Perhaps Robert or Elizabeth Browning could enlighten me, but their book of poetry hasn’t been seen around our house for ages. Dr. Seuss is as good as we get now.
Whatever soul mate means, it seems entirely irrelevant. I’m much more impressed with a man who can fix our humidifier or explain to our teenager why he cannot see the midnight showing of Spiderman on a school night.
Besides, I know we are perfectly compatible. The captain’s a trouble-shooter; I’m always getting into trouble. We’re a Lucy and Desi combo, and the fact that he is still around shows you just what kind of man he is.
The guy’s always needed to pick up a boy on his way home from work, repair a broken bunk bed, figure out the rules of a new game, find one of my lost computer files, fix our dripping faucet, or open a jar of mayonnaise.
In my defense, I am trying to be more competent. I just learned how to work our cable remote, and I even ordered pictures online. I usually have a hot meal waiting for him when he comes home, and last night I put on some lipstick after dinner.
But as I’ve contemplated, I realize my husband might actually be my soul mate. This has me concerned.
I may not have much to bring to the table (besides dinner) in our marriage, but I was the English major so the one thing I should do is explain the nuances of Jane Austen — since that’s the kind of thing men really want from their wives. But no. The captain trumps me even there. He’s offering all sorts of insightful commentary while we watch Pride and Prejudice together.
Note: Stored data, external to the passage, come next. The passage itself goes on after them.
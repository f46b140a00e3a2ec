//! Rackspace Cloud Files 存储驱动
//!
//! 将 Cloud Files 容器适配为通用存储接口：
//! - 保存、打开、删除、存在性、大小、公开地址
//! - 由对象名前缀重建一层虚拟目录

pub mod client;
pub mod config;
pub mod driver;
pub mod factory;
pub mod file;
pub mod listing;
#[cfg(test)]
pub mod memory;
pub mod swift;

pub use client::{Connection, ConnectionBox, Container, ContainerBox, ObjectInfo, ObjectUpload};
pub use config::{ConnectionOptions, StorageOptions, StorageState};
pub use driver::CloudFilesStorage;
pub use factory::CloudFilesStorageFactory;
pub use file::CloudFilesFile;
pub use swift::{ConnectionParams, SwiftConnection, SwiftContainer};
Or while I am glued to the BBC series of Dicken’s Little Dorrit, Captain comes in and out of the family room and says things like, “Oh! Well the fall of that house is totally symbolic.” Oh really?
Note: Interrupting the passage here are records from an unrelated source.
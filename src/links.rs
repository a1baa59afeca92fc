//! # Link Resolver — collection-of-collections closure
//!
//! Collections may reference other collections through a reserved
//! annotation on their root manifest. Resolution is a breadth-first
//! closure over *reference strings* (not graph node IDs): start with the
//! origin, pop a pending reference, skip if visited, resolve its links,
//! enqueue the new ones.

use std::collections::VecDeque;

use async_trait::async_trait;
use hashbrown::{HashMap, HashSet};
use tracing::debug;

use crate::model::{ANNOTATION_LINKS, LINKS_DELIMITER};
use crate::{Error, Result};

// ============================================================================
// Lookup contract
// ============================================================================

/// Externally supplied "resolve links for reference" capability.
#[async_trait]
pub trait LinkLookup: Send + Sync {
    /// The references linked from `reference`. Returns the
    /// [`Error::NoLinks`] sentinel when the reference carries no links
    /// annotation — the resolver treats that as zero links, not a failure.
    async fn links(&self, reference: &str) -> Result<Vec<String>>;
}

// ============================================================================
// Resolution
// ============================================================================

/// Transitive closure of linked references reachable from `origin`,
/// excluding the origin itself, in breadth-first discovery order.
///
/// `NoLinks` from the lookup yields zero links for that reference; any
/// other error aborts resolution and is propagated.
pub async fn resolve_links(origin: &str, lookup: &dyn LinkLookup) -> Result<Vec<String>> {
    let mut enqueued: HashSet<String> = HashSet::new();
    let mut queue: VecDeque<String> = VecDeque::new();
    let mut discovered: Vec<String> = Vec::new();

    enqueued.insert(origin.to_owned());
    queue.push_back(origin.to_owned());

    while let Some(reference) = queue.pop_front() {
        let links = match lookup.links(&reference).await {
            Ok(links) => links,
            Err(Error::NoLinks) => Vec::new(),
            Err(other) => return Err(other),
        };
        debug!(reference = %reference, links = links.len(), "resolved links");
        for link in links {
            if enqueued.insert(link.clone()) {
                discovered.push(link.clone());
                queue.push_back(link);
            }
        }
    }
    Ok(discovered)
}

/// Parse the reserved links annotation into reference strings. Absence is
/// the [`Error::NoLinks`] terminal condition.
pub fn links_from_annotations(annotations: &HashMap<String, String>) -> Result<Vec<String>> {
    let raw = annotations.get(ANNOTATION_LINKS).ok_or(Error::NoLinks)?;
    Ok(raw
        .split(LINKS_DELIMITER)
        .map(str::trim)
        .filter(|reference| !reference.is_empty())
        .map(str::to_owned)
        .collect())
}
Or when we’re watching a brilliant movie, and one of the characters will say, “This has been the best day of my life!”
The captain says, “Things are definitely going to go downhill from here.” Seriously, I didn’t even see it coming. How often did I study foreshadowing, and yet it’s my husband that turns out to be the movie prophet.
Yes, if the guy were a woman, I would totally invite him to my book club — if I went to one. He wouldn’t waste time talking about Macy’s last sale or the marriage of his oldest son. He would get right to the heart of things, and I would hang on to every word, wishing I could come up with something clever to say. Fortunately, we don’t have much time to read books together.
I’m also worried that he might be my soul mate because we often finish each other’s sentences:
Like when Captain says to one of our sons, “WHAT!,” I chime in with, “… WERE YOU THINKING?” We are truly of one heart and one mind at those moments.
I guess I have reasons to be concerned. But I’m going to love him and stick with him, even if he is my soul mate.
Do you have a soul mate? Have you dealt with this?